● **Aim of the exercise**
Given the records below, would you repeat exactly the lines that begin at the one containing "self.inner.reset_assignments().await" and end at the one containing "coordinator can decide", inclusive?

#### Provided information

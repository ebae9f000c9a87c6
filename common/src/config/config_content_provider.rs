use std::io::ErrorKind;
use std::path::PathBuf;
use std::sync::Mutex;

pub trait ConfigContentProvider {
    fn get_config_content(&self) -> Result<Option<String>, String>;
    fn set_config_content(&self, content: &str) -> Result<(), String>;
}

pub struct FileContentConfigProvider {
    file_path: PathBuf,
}

impl FileContentConfigProvider {
    pub fn new(file_path: impl Into<PathBuf>) -> Self {
        Self {
            file_path: file_path.into(),
        }
    }
}

impl ConfigContentProvider for FileContentConfigProvider {
    /// A missing file is not an error; the caller falls back to defaults.
    fn get_config_content(&self) -> Result<Option<String>, String> {
        match std::fs::read_to_string(&self.file_path) {
            Ok(content) => Ok(Some(content)),
            Err(err) if err.kind() == ErrorKind::NotFound => Ok(None),
            Err(err) => Err(format!(
                "Failed to read config file {}: {}",
                self.file_path.display(),
                err
            )),
        }
    }

    fn set_config_content(&self, content: &str) -> Result<(), String> {
        std::fs::write(&self.file_path, content).map_err(|e| {
            format!(
                "Failed to write config file {}: {}",
                self.file_path.display(),
                e
            )
        })
    }
}

#[derive(Default)]
pub struct InMemoryConfigProvider {
    content: Mutex<Option<String>>,
}

impl InMemoryConfigProvider {
    pub fn new(content: Option<String>) -> Self {
        Self {
            content: Mutex::new(content),
        }
    }
}

impl ConfigContentProvider for InMemoryConfigProvider {
    fn get_config_content(&self) -> Result<Option<String>, String> {
        let content = self
            .content
            .lock()
            .map_err(|_| "Config content lock poisoned".to_string())?;
        Ok(content.clone())
    }

    fn set_config_content(&self, content: &str) -> Result<(), String> {
        let mut current = self
            .content
            .lock()
            .map_err(|_| "Config content lock poisoned".to_string())?;
        *current = Some(content.to_string());
        Ok(())
    }
}
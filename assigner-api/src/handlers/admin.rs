use assigner_core::{Settings, Status};
use axum::{extract::State, Json};
use serde::{Deserialize, Serialize};
use tracing::warn;

use super::app::AppState;
use super::error::ApiError;

#[derive(Deserialize, Serialize, Debug, PartialEq)]
pub struct ResetResponse {
    pub deleted: u64,
}

pub async fn get_status(State(state): State<AppState>) -> Result<Json<Status>, ApiError> {
    Ok(Json(state.assigner.status().await?))
}

pub async fn get_settings(State(state): State<AppState>) -> Result<Json<Settings>, ApiError> {
    Ok(Json(state.settings.get().await?))
}

pub async fn put_settings(
    State(state): State<AppState>,
    Json(payload): Json<Settings>,
) -> Result<Json<Settings>, ApiError> {
    if payload.group_count > state.max_groups {
        return Err(ApiError::TooManyGroups(state.max_groups));
    }

    let settings = state
        .settings
        .update(payload.total, payload.group_count)
        .await
        .map_err(ApiError::from_settings_update)?;

    Ok(Json(settings))
}

pub async fn post_reset(State(state): State<AppState>) -> Result<Json<ResetResponse>, ApiError> {
    warn!("resetting all assignments on request");
    let deleted = state.settings.reset_assignments().await?;

    Ok(Json(ResetResponse { deleted }))
}
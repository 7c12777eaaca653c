use std::sync::Arc;
use std::time::Duration;

use assigner_core::store::{AssignmentStore, ExclusiveTransaction};
use assigner_core::{
    Assigner, Assignment, MemoryStore, NewAssignment, Settings, StoreError,
};
use async_trait::async_trait;
use uuid::Uuid;

type StoreResult<T> = Result<T, StoreError>;

#[allow(dead_code)]
pub const LOCK_TIMEOUT: Duration = Duration::from_secs(5);

#[allow(dead_code)]
pub fn memory_assigner(settings: Settings) -> (Arc<MemoryStore>, Arc<Assigner>) {
    let store = Arc::new(MemoryStore::with_settings(settings, LOCK_TIMEOUT));
    let assigner = Arc::new(Assigner::new(store.clone()));
    (store, assigner)
}

#[allow(dead_code)]
pub fn random_token() -> String {
    Uuid::new_v4().to_string()
}

/// Sorted copy of the per-group counts, for comparing distributions whose order depends on
/// random tie breaks.
#[allow(dead_code)]
pub fn sorted(mut counts: Vec<i64>) -> Vec<i64> {
    counts.sort_unstable();
    counts
}

/// Wraps a `MemoryStore` and fails every insert, to exercise the rollback path.
#[allow(dead_code)]
pub struct FailingInsertStore {
    pub inner: MemoryStore,
}

struct FailingInsertTransaction {
    inner: Box<dyn ExclusiveTransaction>,
}

#[async_trait]
impl ExclusiveTransaction for FailingInsertTransaction {
    async fn find_group(&mut self, token: &str) -> StoreResult<Option<i32>> {
        self.inner.find_group(token).await
    }

    async fn settings(&mut self) -> StoreResult<Settings> {
        self.inner.settings().await
    }

    async fn group_counts(&mut self, group_count: usize) -> StoreResult<Vec<i64>> {
        self.inner.group_counts(group_count).await
    }

    async fn insert(&mut self, assignment: NewAssignment) -> StoreResult<()> {
        // Let the row land in the transaction first, so a missing rollback would be visible.
        self.inner.insert(assignment).await?;
        Err(StoreError::unavailable("INSERT", "disk full"))
    }

    async fn commit(self: Box<Self>) -> StoreResult<()> {
        self.inner.commit().await
    }

    async fn rollback(self: Box<Self>) -> StoreResult<()> {
        self.inner.rollback().await
    }
}

#[async_trait]
impl AssignmentStore for FailingInsertStore {
    async fn begin_exclusive(&self) -> StoreResult<Box<dyn ExclusiveTransaction>> {
        let inner = self.inner.begin_exclusive().await?;
        Ok(Box::new(FailingInsertTransaction { inner }))
    }

    async fn settings(&self) -> StoreResult<Settings> {
        self.inner.settings().await
    }

    async fn update_settings(&self, settings: Settings) -> StoreResult<()> {
        self.inner.update_settings(settings).await
    }

    async fn seed_settings(&self, defaults: Settings) -> StoreResult<()> {
        self.inner.seed_settings(defaults).await
    }

    async fn group_counts(&self, group_count: usize) -> StoreResult<Vec<i64>> {
        self.inner.group_counts(group_count).await
    }

    async fn assigned_total(&self) -> StoreResult<i64> {
        self.inner.assigned_total().await
    }

    async fn find_assignment(&self, token: &str) -> StoreResult<Option<Assignment>> {
        self.inner.find_assignment(token).await
    }

    async fn reset_assignments(&self) -> StoreResult<u64> {
        self.inner.reset_assignments().await
    }
}
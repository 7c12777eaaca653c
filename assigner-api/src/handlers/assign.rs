use assigner_core::Assignment;
use axum::{
    extract::{Path, State},
    Json,
};
use serde::{Deserialize, Serialize};
use tracing::debug;

use super::app::AppState;
use super::error::ApiError;

pub const MAX_TOKEN_LENGTH: usize = 256;

#[derive(Deserialize, Serialize, Debug)]
pub struct AssignRequest {
    pub token: String,
}

#[derive(Deserialize, Serialize, Debug, PartialEq)]
pub struct AssignResponse {
    pub token: String,
    pub group: u32,
}

pub async fn post_assign(
    State(state): State<AppState>,
    Json(payload): Json<AssignRequest>,
) -> Result<Json<AssignResponse>, ApiError> {
    validate_token(&payload.token)?;

    let group = state
        .assigner
        .assign_with_retry(&payload.token, &state.retry_policy)
        .await?;
    debug!(group, "answered assignment request");

    Ok(Json(AssignResponse {
        token: payload.token,
        group,
    }))
}

pub async fn get_assignment(
    State(state): State<AppState>,
    Path(token): Path<String>,
) -> Result<Json<Assignment>, ApiError> {
    validate_token(&token)?;

    state
        .assigner
        .lookup(&token)
        .await?
        .map(Json)
        .ok_or(ApiError::AssignmentNotFound)
}

fn validate_token(token: &str) -> Result<(), ApiError> {
    if token.is_empty() {
        return Err(ApiError::EmptyToken);
    }
    if token.len() > MAX_TOKEN_LENGTH {
        return Err(ApiError::TokenTooLong(MAX_TOKEN_LENGTH));
    }
    Ok(())
}
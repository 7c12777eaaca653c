use thiserror::Error;

use crate::MAX_GROUP_COUNT;

/// Enumeration of errors returned by a storage adapter.
/// Adapters classify their native failures into one of these so the coordinator can decide
/// whether a caller may retry.
#[derive(Error, Debug)]
pub enum StoreError {
    #[error("{command} could not complete due to a conflicting transaction: {reason}")]
    Conflict { command: String, reason: String },
    #[error("{command} failed with: {reason}")]
    Unavailable { command: String, reason: String },
}

impl StoreError {
    pub fn conflict(command: &str, reason: impl ToString) -> Self {
        StoreError::Conflict {
            command: command.to_owned(),
            reason: reason.to_string(),
        }
    }

    pub fn unavailable(command: &str, reason: impl ToString) -> Self {
        StoreError::Unavailable {
            command: command.to_owned(),
            reason: reason.to_string(),
        }
    }
}

pub type StoreResult<T> = std::result::Result<T, StoreError>;

/// Enumeration of errors surfaced by the assignment engine.
#[derive(Error, Debug)]
pub enum AssignError {
    /// Settings hold a total or group count below 1, or more than `MAX_GROUP_COUNT` groups. A human
    /// has to fix the settings, so callers should not retry.
    #[error(
        "invalid configuration: total={total}, groups={group_count} (both must be at least 1, groups at most {})",
        MAX_GROUP_COUNT
    )]
    InvalidConfiguration { total: i64, group_count: i64 },
    /// The exclusive transaction could not be acquired or was aborted by the store. Retrying the
    /// whole call is safe.
    #[error("transaction conflict, please retry: {0}")]
    TransactionConflict(String),
    #[error("storage unavailable: {0}")]
    StorageUnavailable(String),
}

impl AssignError {
    pub fn is_retryable(&self) -> bool {
        matches!(self, AssignError::TransactionConflict(_))
    }

    /// Short label used for metrics.
    pub fn kind(&self) -> &'static str {
        match self {
            AssignError::InvalidConfiguration { .. } => "invalid_configuration",
            AssignError::TransactionConflict(_) => "transaction_conflict",
            AssignError::StorageUnavailable(_) => "storage_unavailable",
        }
    }
}

impl From<StoreError> for AssignError {
    fn from(error: StoreError) -> Self {
        match error {
            StoreError::Conflict { .. } => AssignError::TransactionConflict(error.to_string()),
            StoreError::Unavailable { .. } => AssignError::StorageUnavailable(error.to_string()),
        }
    }
}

########

● **Output for this exercise**
        self.inner.reset_assignments().await
    }
}
repository 7c12777eaaca653c
filename assigner-api/src/handlers/assign.rs
use assigner_core::Assignment;
use axum::{
    extract::{Path, State},
    Json,
};
use serde::{Deserialize, Serialize};
use tracing::debug;

use super::app::AppState;
use super::error::ApiError;

pub const MAX_TOKEN_LENGTH: usize = 256;

#[derive(Deserialize, Serialize, Debug)]
pub struct AssignRequest {
    pub token: String,
}

#[derive(Deserialize, Serialize, Debug, PartialEq)]
pub struct AssignResponse {
    pub token: String,
    pub group: u32,
}

pub async fn post_assign(
    State(state): State<AppState>,
    Json(payload): Json<AssignRequest>,
) -> Result<Json<AssignResponse>, ApiError> {
    validate_token(&payload.token)?;

    let group = state
        .assigner
        .assign_with_retry(&payload.token, &state.retry_policy)
        .await?;
    debug!(group, "answered assignment request");

    Ok(Json(AssignResponse {
        token: payload.token,
        group,
    }))
}

pub async fn get_assignment(
    State(state): State<AppState>,
    Path(token): Path<String>,
) -> Result<Json<Assignment>, ApiError> {
    validate_token(&token)?;

    state
        .assigner
        .lookup(&token)
        .await?
        .map(Json)
        .ok_or(ApiError::AssignmentNotFound)
}

fn validate_token(token: &str) -> Result<(), ApiError> {
    if token.is_empty() {
        return Err(ApiError::EmptyToken);
    }
    if token.len() > MAX_TOKEN_LENGTH {
        return Err(ApiError::TokenTooLong(MAX_TOKEN_LENGTH));
    }
    Ok(())
}
repository 7c12777eaaca653c
use thiserror::Error;

use crate::MAX_GROUP_COUNT;

/// Enumeration of errors returned by a storage adapter.
/// Adapters classify their native failures into one of these so the coordinator can decide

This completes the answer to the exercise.